Wednesday, March 7, 2018

How "Elitism" in Higher Education Limits Its Benefits

Elitism is the idea that one is better than another because they have more money, resources, are more intelligent, have a better education and more opportunities than others. This is very true. However, elitism in higher education stifles its overall mission of helping people learn. When people are essentially locked out of opportunities because they were not born into wealthy families there is a level of dogmatic stunting in growth and depth that leads to inbred ideas.

Think of how learning creates structures in our brain and how we understand the world around us. As we move through the education process we come to use certain mental pathways for solving problems and in the end continue to use that learn to solve problems.

Typically, in life this isn't a bad thing but in science it can be disastrous as new ideas are limited by the educational process. Some are not able to think outside the box and in the end it leads them to solving the same problems, living within the same mental frameworks, and in the end coming to deeper small solutions within the same line of thinking without ever changing the paradigm.

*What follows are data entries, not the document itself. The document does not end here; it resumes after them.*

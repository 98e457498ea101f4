//! Tests for the outcome builder and its merge algebra.

use std::sync::Arc;

use crate::message::{Message, MessageBuilder, Severity};
use crate::outcome::{Outcome, OutcomeBuilder};
use crate::trace::TraceInfo;

fn msg(trace: &TraceInfo, severity: Severity, text: &str) -> Arc<Message> {
    MessageBuilder::new(trace)
        .severity(severity)
        .internal_message(text)
        .build()
}

fn texts(messages: &[Arc<Message>]) -> Vec<String> {
    messages.iter().map(|m| m.text().to_string()).collect()
}

#[test]
fn test_merge_all_concatenates_per_category() {
    let trace = TraceInfo::new("test");

    let a = OutcomeBuilder::<()>::new();
    a.with_success(msg(&trace, Severity::Info, "a-s1"))
        .with_warn(msg(&trace, Severity::Warn, "a-w1"))
        .with_error(msg(&trace, Severity::Error, "a-e1"));

    let b = OutcomeBuilder::<()>::new();
    b.with_success(msg(&trace, Severity::Info, "b-s1"))
        .with_success(msg(&trace, Severity::Info, "b-s2"))
        .with_warn(msg(&trace, Severity::Warn, "b-w1"))
        .with_error(msg(&trace, Severity::Error, "b-e1"));

    a.merge_all(&b.build());
    let merged = a.build();

    // concatenation in receiver's-then-other's order, not set union
    assert_eq!(texts(&merged.success_messages()), ["a-s1", "b-s1", "b-s2"]);
    assert_eq!(texts(&merged.warning_messages()), ["a-w1", "b-w1"]);
    assert_eq!(texts(&merged.error_messages()), ["a-e1", "b-e1"]);
}

#[test]
fn test_merge_all_never_leaks_categories() {
    let trace = TraceInfo::new("test");

    let other = OutcomeBuilder::<()>::new();
    other
        .with_success(msg(&trace, Severity::Info, "s"))
        .with_warn(msg(&trace, Severity::Warn, "w"));

    let receiver = OutcomeBuilder::<()>::new();
    receiver.merge_all(&other.build());
    let merged = receiver.build();

    assert_eq!(merged.success_messages().len(), 1);
    assert_eq!(merged.warning_messages().len(), 1);
    assert!(merged.error_messages().is_empty());
}

#[test]
fn test_merge_errors_ignores_success_and_warnings() {
    let trace = TraceInfo::new("test");

    let other = OutcomeBuilder::<()>::new();
    other
        .with_success(msg(&trace, Severity::Info, "s"))
        .with_warn(msg(&trace, Severity::Warn, "w"))
        .with_error(msg(&trace, Severity::Error, "e"));

    let receiver = OutcomeBuilder::<()>::new();
    receiver.merge_errors(&other.build());
    let merged = receiver.build();

    assert!(!merged.has_success());
    assert!(!merged.has_warning());
    assert_eq!(texts(&merged.error_messages()), ["e"]);
}

#[test]
fn test_merge_preserves_duplicates() {
    let trace = TraceInfo::new("test");
    let shared = msg(&trace, Severity::Error, "dup");

    let other = OutcomeBuilder::<()>::new();
    other.with_error(shared.clone());

    let receiver = OutcomeBuilder::<()>::new();
    receiver.with_error(shared.clone());
    receiver.merge_errors(&other.build());

    // append-only: no dedup even for the same message instance
    assert_eq!(receiver.build().error_messages().len(), 2);
}

#[test]
fn test_merge_all_with_data_last_merge_wins() {
    let trace = TraceInfo::new("test");

    let receiver = OutcomeBuilder::<i64>::new();
    receiver.with_data(Some(1));
    receiver.with_error(msg(&trace, Severity::Error, "kept"));

    let other = Outcome::from_data(2);
    receiver.merge_all_with_data(&other);

    let merged = receiver.build();
    assert_eq!(merged.data(), Some(2));
    // messages accumulated, payload replaced
    assert_eq!(texts(&merged.error_messages()), ["kept"]);

    // overwrite happens even when the other payload is unset-to-None
    let cleared = OutcomeBuilder::<i64>::new();
    cleared.with_data(None);
    receiver.merge_all_with_data(&cleared.build());
    assert_eq!(receiver.build().data(), None);
    assert!(receiver.build().data_was_set());
}

#[test]
fn test_data_was_set_distinguishes_never_set() {
    let builder = OutcomeBuilder::<i64>::new();
    assert!(!builder.build().data_was_set());
    assert_eq!(builder.build().data(), None);

    builder.with_data(None);
    assert!(builder.build().data_was_set());
    assert_eq!(builder.build().data(), None);

    builder.clear_data();
    assert!(!builder.build().data_was_set());
}

#[test]
fn test_merge_has_error_flags() {
    let trace = TraceInfo::new("test");

    let clean = OutcomeBuilder::<()>::new().build();
    let failed = OutcomeBuilder::<()>::new();
    failed.with_error(msg(&trace, Severity::Error, "e"));
    let failed = failed.build();

    let receiver = OutcomeBuilder::<()>::new();
    assert!(!receiver.merge_has_error(&clean));
    assert!(receiver.merge_has_error(&failed));
    // once failed, merging a clean outcome still reports the sticky error
    assert!(receiver.merge_has_error(&clean));
    assert!(receiver.merge_all_has_error(&clean));
}

#[test]
fn test_rollback_error_flag_honors_disable() {
    let trace = TraceInfo::new("test");

    let soft = MessageBuilder::new(&trace)
        .severity(Severity::Error)
        .internal_message("reported but not fatal")
        .disable_transaction_rollback(true)
        .build();

    let builder = OutcomeBuilder::<()>::new();
    builder.with_error(soft);

    let outcome = builder.build();
    assert!(outcome.has_error());
    assert!(!outcome.has_transaction_rollback_error());
    assert!(!builder.has_transaction_rollback_error());

    // one rollback-enabled error flips the flag
    builder.with_error(msg(&trace, Severity::Error, "fatal"));
    assert!(builder.build().has_transaction_rollback_error());
}

#[test]
fn test_merge_has_transaction_rollback_error() {
    let trace = TraceInfo::new("test");

    let soft = OutcomeBuilder::<()>::new();
    soft.with_error(
        MessageBuilder::new(&trace)
            .severity(Severity::Error)
            .internal_message("soft")
            .disable_transaction_rollback(true)
            .build(),
    );

    let receiver = OutcomeBuilder::<()>::new();
    assert!(!receiver.merge_has_transaction_rollback_error(&soft.build()));
    assert!(receiver.has_error());

    let hard = OutcomeBuilder::<()>::new();
    hard.with_error(msg(&trace, Severity::Error, "hard"));
    assert!(receiver.merge_all_has_transaction_rollback_error(&hard.build()));
}

#[test]
fn test_build_is_same_instance_not_snapshot() {
    let trace = TraceInfo::new("test");
    let builder = OutcomeBuilder::<()>::new();

    let before = builder.build();
    assert!(!before.has_error());

    builder.with_error(msg(&trace, Severity::Error, "late"));

    // the earlier handle observes the later mutation
    assert!(before.has_error());
    assert!(before.shares_state_with(&builder.build()));
}

#[test]
fn test_to_builder_shares_state() {
    let trace = TraceInfo::new("test");
    let outcome = Outcome::<()>::empty();

    outcome
        .to_builder()
        .with_warn(msg(&trace, Severity::Warn, "w"));

    assert!(outcome.has_warning());
}

#[test]
fn test_self_merge_duplicates_without_deadlock() {
    let trace = TraceInfo::new("test");
    let builder = OutcomeBuilder::<()>::new();
    builder.with_error(msg(&trace, Severity::Error, "e"));

    let handle = builder.build();
    builder.merge_all(&handle);

    assert_eq!(builder.build().error_messages().len(), 2);
}

#[test]
fn test_fluent_single_expression() {
    let trace = TraceInfo::new("test");

    let outcome = {
        let b = OutcomeBuilder::<()>::new();
        b.success_with(&trace, |m| m.internal_message("done"))
            .warn_with(&trace, |m| m.internal_message("slow"))
            .with_affected_entities(7)
            .build()
    };

    assert!(outcome.has_success());
    assert!(outcome.has_warning());
    assert!(!outcome.has_error());
    assert!(outcome.has_any_message());
    assert_eq!(outcome.affected_entities(), Some(7));
}

#[test]
fn test_category_default_severities() {
    let trace = TraceInfo::new("test");
    let builder = OutcomeBuilder::<()>::new();
    builder
        .success_with(&trace, |m| m)
        .warn_with(&trace, |m| m)
        .error_with(&trace, |m| m);

    let outcome = builder.build();
    assert_eq!(outcome.success_messages()[0].severity(), Severity::Info);
    assert_eq!(outcome.warning_messages()[0].severity(), Severity::Warn);
    assert_eq!(outcome.error_messages()[0].severity(), Severity::Error);
}

#[test]
fn test_clear_success_messages() {
    let trace = TraceInfo::new("test");
    let builder = OutcomeBuilder::<()>::new();
    builder
        .with_success(msg(&trace, Severity::Info, "s"))
        .with_warn(msg(&trace, Severity::Warn, "w"));

    builder.clear_success_messages();

    let outcome = builder.build();
    assert!(!outcome.has_success());
    assert!(outcome.has_warning());
}

#[test]
fn test_coded_error_helpers() {
    use crate::message::MessageCode;

    let trace = TraceInfo::new("test");
    let builder = OutcomeBuilder::<()>::new();
    let failure = anyhow::anyhow!("underlying");

    builder
        .argument_null(&trace, "controller", None)
        .invalid_operation(&trace, "bad state", Some(&failure))
        .not_supported(&trace, "no write path", None);

    let errors = builder.build().error_messages();
    assert_eq!(errors.len(), 3);
    assert_eq!(errors[0].code(), Some(MessageCode::ArgumentNull));
    assert!(errors[0].text().contains("controller"));
    assert_eq!(errors[1].code(), Some(MessageCode::InvalidOperation));
    assert_eq!(errors[1].source_error(), Some("underlying"));
    // detail mirrors the internal text only when a source failure is present
    assert_eq!(errors[1].detail(), Some("bad state"));
    assert_eq!(errors[0].detail(), None);
    assert_eq!(errors[2].code(), Some(MessageCode::NotSupported));
}

#[test]
fn test_client_error_carries_both_texts() {
    let trace = TraceInfo::new("test");
    let builder = OutcomeBuilder::<()>::new();
    builder.client_error(&trace, "something went wrong", Some("stack ref 12"), None);

    let errors = builder.build().error_messages();
    assert_eq!(errors[0].client_message(), Some("something went wrong"));
    assert_eq!(errors[0].internal_message(), Some("stack ref 12"));
}

#[test]
fn test_from_data_marks_payload_set() {
    let outcome = Outcome::from_data("payload".to_string());

    assert!(outcome.data_was_set());
    assert_eq!(outcome.data(), Some("payload".to_string()));
    assert!(!outcome.has_any_message());
}
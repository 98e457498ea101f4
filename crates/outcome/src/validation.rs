//! Validation-failure ingestion.
//!
//! The validation collaborator hands over an ordered report of failures;
//! [`OutcomeBuilder::merge_validation_has_error`] routes each failure by
//! severity into the warning or error list. Only the ingestion mapping lives
//! here; rule evaluation belongs to the collaborator.
//!
//! [`OutcomeBuilder::merge_validation_has_error`]: crate::outcome::OutcomeBuilder::merge_validation_has_error

use std::sync::Arc;

use serde::{Deserialize, Serialize};

use crate::message::{Message, MessageBuilder, MessageCode, Severity};
use crate::trace::TraceInfo;

/// Prefix validators put in front of every object path for the root scope.
/// Stripped before the path is surfaced as a property name.
const ROOT_SCOPE_PREFIX: &str = "_.";

#[derive(Debug, Clone, Copy, PartialEq, Eq, Serialize, Deserialize)]
#[serde(rename_all = "camelCase")]
pub enum ValidationSeverity {
    Warning,
    Error,
}

/// One failed validation rule.
#[derive(Debug, Clone, Serialize, Deserialize)]
#[serde(rename_all = "camelCase")]
pub struct ValidationFailure {
    /// Path of the validated member, e.g. `_.address.city`. Empty for
    /// object-level failures.
    #[serde(default)]
    pub object_path: String,

    pub severity: ValidationSeverity,

    /// Plain failure text.
    pub message: String,

    /// Failure text qualified with the property name, when the validator
    /// produced one.
    #[serde(default, skip_serializing_if = "Option::is_none")]
    pub message_with_property_name: Option<String>,

    #[serde(default, skip_serializing_if = "Option::is_none")]
    pub detail: Option<String>,
}

impl ValidationFailure {
    pub fn error(object_path: impl Into<String>, message: impl Into<String>) -> Self {
        Self {
            object_path: object_path.into(),
            severity: ValidationSeverity::Error,
            message: message.into(),
            message_with_property_name: None,
            detail: None,
        }
    }

    pub fn warning(object_path: impl Into<String>, message: impl Into<String>) -> Self {
        Self {
            object_path: object_path.into(),
            severity: ValidationSeverity::Warning,
            message: message.into(),
            message_with_property_name: None,
            detail: None,
        }
    }

    pub fn with_message_with_property_name(mut self, message: impl Into<String>) -> Self {
        self.message_with_property_name = Some(message.into());
        self
    }

    pub fn with_detail(mut self, detail: impl Into<String>) -> Self {
        self.detail = Some(detail.into());
        self
    }

    /// The object path rendered for the message's property-name field:
    /// `None` for an empty path, otherwise the path without the root-scope
    /// prefix.
    pub fn property_name(&self) -> Option<&str> {
        let path = self.object_path.trim();
        if path.is_empty() {
            return None;
        }
        Some(path.strip_prefix(ROOT_SCOPE_PREFIX).unwrap_or(path))
    }
}

/// Ordered sequence of validation failures, as produced by the validation
/// collaborator.
#[derive(Debug, Clone, Default, Serialize, Deserialize)]
#[serde(rename_all = "camelCase")]
pub struct ValidationReport {
    #[serde(default)]
    pub failures: Vec<ValidationFailure>,
}

impl ValidationReport {
    pub fn new(failures: Vec<ValidationFailure>) -> Self {
        Self { failures }
    }

    pub fn is_valid(&self) -> bool {
        self.failures.is_empty()
    }

    pub fn has_errors(&self) -> bool {
        self.failures
            .iter()
            .any(|f| f.severity == ValidationSeverity::Error)
    }
}

/// Map one failure to a message of the matching category.
pub(crate) fn failure_to_message(
    trace: &TraceInfo,
    failure: &ValidationFailure,
    with_property_name: bool,
) -> Arc<Message> {
    let severity = match failure.severity {
        ValidationSeverity::Error => Severity::Error,
        ValidationSeverity::Warning => Severity::Warn,
    };

    let text = if with_property_name {
        failure
            .message_with_property_name
            .as_deref()
            .unwrap_or(&failure.message)
    } else {
        &failure.message
    };

    let mut builder = MessageBuilder::new(trace)
        .severity(severity)
        .code(MessageCode::Validation)
        .client_message(text);
    if let Some(property_name) = failure.property_name() {
        builder = builder.property_name(property_name);
    }
    if let Some(detail) = &failure.detail {
        builder = builder.detail(detail.clone());
    }
    builder.build()
}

Elitism encourages cultural conformity from people who grew up with the same privilege and view themselves and their lifestyle as superior to others. They are not necessarily "elite" but born with privilege. The elite person is the single mother who achieves a higher education, or a guy who invents something new in his garage. It may be a person who excelled despite the odds.

In this case elitism is based on performance and actual existence in life. It is not based in the falsity of one's superior privilege based on things that made life easy for them. In higher education we need new ideas, new ways of doing things, and truly elite people who can think for themselves. A level of diversity is needed that can mix with resources to create new pathways for solving some of the world's problems.